Module baselines

Expand description

Per-pipeline baseline files (.taudit/baselines/<hash>.json).

A baseline is a snapshot of the findings present on a pipeline at the moment it was first onboarded into taudit. Subsequent scans diff against the baseline so reviewers see only NEW findings; pre-existing findings are summarised. Baselines are the v0.10 mechanism for adopting taudit on existing repos without forcing upfront triage of historical findings.

§Load-bearing decisions (per design council, 2026-04-26)

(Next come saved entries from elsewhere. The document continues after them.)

use async_trait::async_trait;
use octocrab::Octocrab;
use serde::de::DeserializeOwned;
use serde::Deserialize;
use tracing::{debug, warn};

use crate::error::{PortraitError, Result};
use crate::source::ProfileSource;
use crate::types::{ListKind, Profile, Repository, SocialAccount};

const REPO_FIELDS: &str = "owner { login } name description url stargazerCount primaryLanguage { name }";

const PROFILE_QUERY: &str = r#"
query FetchUser($login: String!) {
  user(login: $login) {
    login name bio pronouns company location websiteUrl
    following { totalCount }
    followers { totalCount }
    socialAccounts(first: 10) { nodes { provider url } }
    repository(name: $login) {
      object(expression: "HEAD:README.md") { ... on Blob { text } }
    }
  }
}"#;

/// GitHub GraphQL client.
pub struct GitHub {
    client: Octocrab,
}

impl std::fmt::Debug for GitHub {
    fn fmt(&self, f: &mut std::fmt::Formatter<'_>) -> std::fmt::Result {
        f.debug_struct("GitHub").finish_non_exhaustive()
    }
}

impl From<octocrab::Error> for PortraitError {
    fn from(err: octocrab::Error) -> Self {
        // The interesting part (dns, connect, timeout) is usually in the sources.
        let mut message = err.to_string();
        let mut source = std::error::Error::source(&err);
        while let Some(cause) = source {
            message.push_str(": ");
            message.push_str(&cause.to_string());
            source = cause.source();
        }
        PortraitError::Api(message)
    }
}

impl GitHub {
    pub fn new(token: String) -> Result<Self> {
        let client = Octocrab::builder()
            .personal_token(token)
            .build()
            .map_err(|e| PortraitError::Auth(e.to_string()))?;

        Ok(Self { client })
    }

    async fn query<T: DeserializeOwned>(&self, query: &str, login: &str) -> Result<Response<T>> {
        let payload = serde_json::json!({
            "query": query,
            "variables": { "login": login },
        });
        let response: Response<T> = self.client.graphql(&payload).await?;
        Ok(response)
    }
}

fn repositories_query(kind: ListKind) -> String {
    let connection = match kind {
        ListKind::Pinned => format!("pinnedItems(first: {}, types: REPOSITORY)", kind.limit()),
        ListKind::Owned => format!(
            "repositories(first: {}, ownerAffiliations: OWNER, privacy: PUBLIC, \
             orderBy: {{field: STARGAZERS, direction: DESC}})",
            kind.limit()
        ),
        ListKind::Contributed => format!(
            "repositoriesContributedTo(first: {}, includeUserRepositories: false, \
             contributionTypes: [COMMIT, PULL_REQUEST, REPOSITORY], privacy: PUBLIC, \
             orderBy: {{field: STARGAZERS, direction: DESC}})",
            kind.limit()
        ),
    };

    format!(
        "query Fetch{kind}Repositories($login: String!) {{ user(login: $login) {{ \
         items: {connection} {{ nodes {{ ... on Repository {{ {REPO_FIELDS} }} }} }} }} }}"
    )
}

#[async_trait]
impl ProfileSource for GitHub {
    fn name(&self) -> &str {
        "GitHub"
    }

    async fn fetch_profile(&self, login: &str) -> Result<Profile> {
        debug!(login, "fetching profile");
        let response = self.query::<UserData>(PROFILE_QUERY, login).await?;
        parse_profile(response, login)
    }

    async fn fetch_repositories(&self, login: &str, kind: ListKind) -> Result<Vec<Repository>> {
        debug!(login, %kind, "fetching repositories");
        let response = self
            .query::<ListData>(&repositories_query(kind), login)
            .await?;
        parse_repositories(response)
    }
}

// ===== GraphQL payloads =====

#[derive(Debug, Deserialize)]
struct Response<T> {
    data: Option<T>,
    #[serde(default)]
    errors: Vec<GraphQlError>,
}

#[derive(Debug, Deserialize)]
struct GraphQlError {
    message: String,
}

fn join_errors<'a>(errors: impl IntoIterator<Item = &'a GraphQlError>) -> String {
    let messages: Vec<&str> = errors.into_iter().map(|e| e.message.as_str()).collect();
    format!("GraphQL: {}", messages.join(", "))
}

#[derive(Debug, Deserialize)]
struct Nodes<T> {
    #[serde(default = "Vec::new")]
    nodes: Vec<Option<T>>,
}

impl<T> Nodes<T> {
    fn into_vec(self) -> Vec<T> {
        self.nodes.into_iter().flatten().collect()
    }
}

#[derive(Debug, Deserialize)]
#[serde(rename_all = "camelCase")]
struct Count {
    total_count: u64,
}

#[derive(Debug, Deserialize)]
struct UserData {
    user: Option<UserNode>,
}

#[derive(Debug, Deserialize)]
#[serde(rename_all = "camelCase")]
struct UserNode {
    login: String,
    name: Option<String>,
    bio: Option<String>,
    pronouns: Option<String>,
    company: Option<String>,
    location: Option<String>,
    website_url: Option<String>,
    following: Count,
    followers: Count,
    social_accounts: Nodes<SocialNode>,
    repository: Option<ReadmeRepository>,
}

#[derive(Debug, Deserialize)]
struct SocialNode {
    provider: String,
    url: String,
}

#[derive(Debug, Deserialize)]
struct ReadmeRepository {
    object: Option<Blob>,
}

#[derive(Debug, Deserialize)]
struct Blob {
    text: Option<String>,
}

#[derive(Debug, Deserialize)]
struct ListData {
    user: Option<ListUser>,
}

#[derive(Debug, Deserialize)]
struct ListUser {
    items: Nodes<RepositoryNode>,
}

#[derive(Debug, Deserialize)]
struct Owner {
    login: String,
}

#[derive(Debug, Deserialize)]
struct Language {
    name: String,
}

#[derive(Debug, Deserialize)]
#[serde(rename_all = "camelCase")]
struct RepositoryNode {
    owner: Owner,
    name: String,
    description: Option<String>,
    url: String,
    stargazer_count: u32,
    primary_language: Option<Language>,
}

impl From<RepositoryNode> for Repository {
    fn from(node: RepositoryNode) -> Self {
        Repository {
            owner: node.owner.login,
            name: node.name,
            description: node.description,
            url: node.url,
            stars: node.stargazer_count,
            language: node.primary_language.map(|l| l.name),
        }
    }
}

fn parse_profile(response: Response<UserData>, login: &str) -> Result<Profile> {
    // A user without a `<login>/<login>` repository just has no README.
    let errors: Vec<&GraphQlError> = response
        .errors
        .iter()
        .filter(|e| !e.message.contains("Could not resolve to a Repository"))
        .collect();

    if errors
        .iter()
        .any(|e| e.message.contains("Could not resolve to a User"))
    {
        return Err(PortraitError::NotFound(login.to_string()));
    }
    if !errors.is_empty() {
        return Err(PortraitError::Api(join_errors(errors)));
    }

    let Some(user) = response.data.and_then(|d| d.user) else {
        return Err(PortraitError::NotFound(login.to_string()));
    };

    let readme = user
        .repository
        .and_then(|r| r.object)
        .and_then(|b| b.text)
        .filter(|text| !text.is_empty());

    Ok(Profile {
        login: user.login,
        name: user.name.unwrap_or_default(),
        bio: user.bio.unwrap_or_default(),
        pronouns: user.pronouns.unwrap_or_default(),
        company: user.company.unwrap_or_default(),
        location: user.location.unwrap_or_default(),
        website_url: user.website_url.unwrap_or_default(),
        followers: user.followers.total_count,
        following: user.following.total_count,
        social: user
            .social_accounts
            .into_vec()
            .into_iter()
            .map(|s| SocialAccount {
                provider: s.provider,
                url: s.url,
            })
            .collect(),
        readme,
    })
}

fn parse_repositories(response: Response<ListData>) -> Result<Vec<Repository>> {
    if !response.errors.is_empty() {
        return Err(PortraitError::Api(join_errors(&response.errors)));
    }

    let Some(user) = response.data.and_then(|d| d.user) else {
        warn!("repository query returned no user");
        return Ok(Vec::new());
    };

    Ok(user.items.into_vec().into_iter().map(Repository::from).collect())
}

#[cfg(test)]
mod tests {
    use super::*;
    use serde_json::json;

    fn profile_response(value: serde_json::Value) -> Response<UserData> {
        serde_json::from_value(value).unwrap()
    }

    fn list_response(value: serde_json::Value) -> Response<ListData> {
        serde_json::from_value(value).unwrap()
    }

    fn user_json() -> serde_json::Value {
        json!({
            "login": "tnagatomi",
            "name": "Takayuki Nagatomi",
            "bio": "",
            "pronouns": null,
            "company": "Example Inc.",
            "location": null,
            "websiteUrl": "https://example.com",
            "following": { "totalCount": 3 },
            "followers": { "totalCount": 12 },
            "socialAccounts": { "nodes": [
                { "provider": "MASTODON", "url": "https://hachyderm.io/@tnagatomi" }
            ]},
            "repository": { "object": { "text": "# Hi" } }
        })
    }

    #[test]
    fn parses_full_profile() {
        let response = profile_response(json!({ "data": { "user": user_json() } }));
        let profile = parse_profile(response, "tnagatomi").unwrap();

        assert_eq!(profile.login, "tnagatomi");
        assert_eq!(profile.name, "Takayuki Nagatomi");
        assert_eq!(profile.pronouns, "");
        assert_eq!(profile.company, "Example Inc.");
        assert_eq!(profile.followers, 12);
        assert_eq!(profile.following, 3);
        assert_eq!(profile.social.len(), 1);
        assert_eq!(profile.social[0].provider, "MASTODON");
        assert_eq!(profile.readme.as_deref(), Some("# Hi"));
    }

    #[test]
    fn missing_readme_repository_is_not_an_error() {
        let mut user = user_json();
        user["repository"] = serde_json::Value::Null;
        let response = profile_response(json!({
            "data": { "user": user },
            "errors": [{
                "type": "NOT_FOUND",
                "message": "Could not resolve to a Repository with the name 'tnagatomi/tnagatomi'."
            }]
        }));

        let profile = parse_profile(response, "tnagatomi").unwrap();
        assert!(profile.readme.is_none());
    }

    #[test]
    fn empty_readme_is_absent() {
        let mut user = user_json();
        user["repository"] = json!({ "object": { "text": "" } });
        let response = profile_response(json!({ "data": { "user": user } }));
        assert!(parse_profile(response, "tnagatomi").unwrap().readme.is_none());
    }

    #[test]
    fn unknown_user_is_not_found() {
        let response = profile_response(json!({
            "data": { "user": null },
            "errors": [{ "message": "Could not resolve to a User with the login of 'nobody'." }]
        }));
        match parse_profile(response, "nobody") {
            Err(PortraitError::NotFound(login)) => assert_eq!(login, "nobody"),
            other => panic!("expected NotFound, got {:?}", other),
        }
    }

    #[test]
    fn other_profile_errors_are_api_errors() {
        let response = profile_response(json!({
            "data": null,
            "errors": [{ "message": "Something went wrong" }]
        }));
        match parse_profile(response, "x") {
            Err(PortraitError::Api(msg)) => assert_eq!(msg, "GraphQL: Something went wrong"),
            other => panic!("expected Api, got {:?}", other),
        }
    }

    #[test]
    fn parses_repository_nodes() {
        let response = list_response(json!({
            "data": { "user": { "items": { "nodes": [
                {
                    "owner": { "login": "cli" },
                    "name": "cli",
                    "description": "GitHub's official command line tool",
                    "url": "https://github.com/cli/cli",
                    "stargazerCount": 37000,
                    "primaryLanguage": { "name": "Go" }
                },
                {
                    "owner": { "login": "tnagatomi" },
                    "name": "dotfiles",
                    "description": null,
                    "url": "https://github.com/tnagatomi/dotfiles",
                    "stargazerCount": 0,
                    "primaryLanguage": null
                },
                null
            ]}}}
        }));

        let repos = parse_repositories(response).unwrap();
        assert_eq!(repos.len(), 2);
        assert_eq!(repos[0].owner, "cli");
        assert_eq!(repos[0].stars, 37000);
        assert_eq!(repos[0].language.as_deref(), Some("Go"));
        assert!(repos[1].description.is_none());
        assert!(repos[1].language.is_none());
    }

    #[test]
    fn repository_errors_keep_message() {
        let response = list_response(json!({
            "data": null,
            "errors": [
                { "message": "Could not resolve to a User with the login of 'x'." },
                { "message": "second" }
            ]
        }));
        let err = parse_repositories(response).unwrap_err();
        assert_eq!(
            err.to_string(),
            "API error: GraphQL: Could not resolve to a User with the login of 'x'., second"
        );
    }

    #[test]
    fn queries_use_kind_limits() {
        let pinned = repositories_query(ListKind::Pinned);
        assert!(pinned.contains("pinnedItems(first: 6, types: REPOSITORY)"));
        assert!(pinned.contains("items:"));

        let owned = repositories_query(ListKind::Owned);
        assert!(owned.contains("repositories(first: 30"));
        assert!(owned.contains("orderBy: {field: STARGAZERS, direction: DESC}"));

        let contributed = repositories_query(ListKind::Contributed);
        assert!(contributed.contains("repositoriesContributedTo(first: 30"));
        assert!(contributed.contains("includeUserRepositories: false"));
    }
}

Layout: one file per pipeline keyed by content hash. A monolithic .taudit/baseline.json would merge-conflict on every PR. Per-pipeline files (.taudit/baselines/<sha256>.json) keep blast radius small.
Fingerprints reuse Finding::compute_fingerprint exactly. Inventing a second hashing scheme is a foot-gun — SARIF, JSON, CloudEvents and baselines must agree on what “same finding” means. The shared test baseline_fingerprint_matches_sarif_fingerprint enforces this.
Critical findings always exit 1 unless the entry carries severity_override: critical AND a reason AND expires_at <= 90d. This is the security analyst’s non-negotiable: any waiver mechanism creates a path for risk to be accepted, so critical waivers must be conscious, time-bounded and re-reviewed.
OSS-friendly default. No .taudit/ directory means today’s behaviour. Baselines are strictly opt-in.

See docs/baselines.md for the full workflow and security guarantees.

Structs§

Baseline: One baseline file = one pipeline. Keyed by pipeline_content_hash so renames preserve state and merge conflicts only touch the affected file.
BaselineDiff: Result of diffing a fresh scan against a baseline. All three buckets are independently consumable by verify’s exit-code logic.
BaselineFinding: One entry in a baseline. Keyed on fingerprint (16-hex SHA-256 truncation computed by compute_fingerprint).
CapturedWith: Tool/version provenance captured at init.

Enums§

BaselineError: Errors returned by baseline I/O and validation.

Constants§

BASELINE_SCHEMA_VERSION: Schema version emitted by init and accepted by load. Additive 1.x.y changes are non-breaking; 2.0.0 means breaking changes.
MAX_CRITICAL_WAIVER_DAYS: Maximum lifetime allowed for a critical-severity waiver. Council’s load-bearing constraint: a critical may only bypass exit-1 if its waiver expires within this window. Longer expirations are rejected at validation time (and pruned at diff time).
MIN_REASON_LENGTH: Minimum length (UTF-8 chars) of the reason string on a waiver. Empty, wip, todo, fix later strings train the wrong muscle memory; force a sentence’s worth of justification.

Functions§

baseline_filename_for: Filename for one pipeline’s baseline. The sha256: prefix is stripped so the file is portable on filesystems that disallow : (Windows NTFS).
baseline_path_for: Convenience: full <root>/.taudit/baselines/<hex>.json path for the given content hash.
baselines_dir: Default location for per-pipeline baselines, given the working directory. Returns <root>/.taudit/baselines/.
compute_finding_fingerprint: Public alias of compute_fingerprint — re-exported here so the baseline module is the single import point for “what is the fingerprint of this finding for baseline purposes”. The shared test baseline_fingerprint_matches_sarif_fingerprint asserts these are byte-equal forever.
compute_pipeline_hash: SHA-256 of content formatted as sha256:<64-hex>. The sha256: prefix mirrors OCI / git object naming so logs and dashboards can strip the algorithm tag uniformly.
compute_pipeline_identity_material_hash: SHA-256 over dependency-like parser material (include/template/repository declarations and delegation edges), formatted as sha256:<64-hex>.
diff: Diff current_findings against baseline using the SARIF-equivalent fingerprint computed from graph. Entry point for verify and the taudit baseline diff subcommand.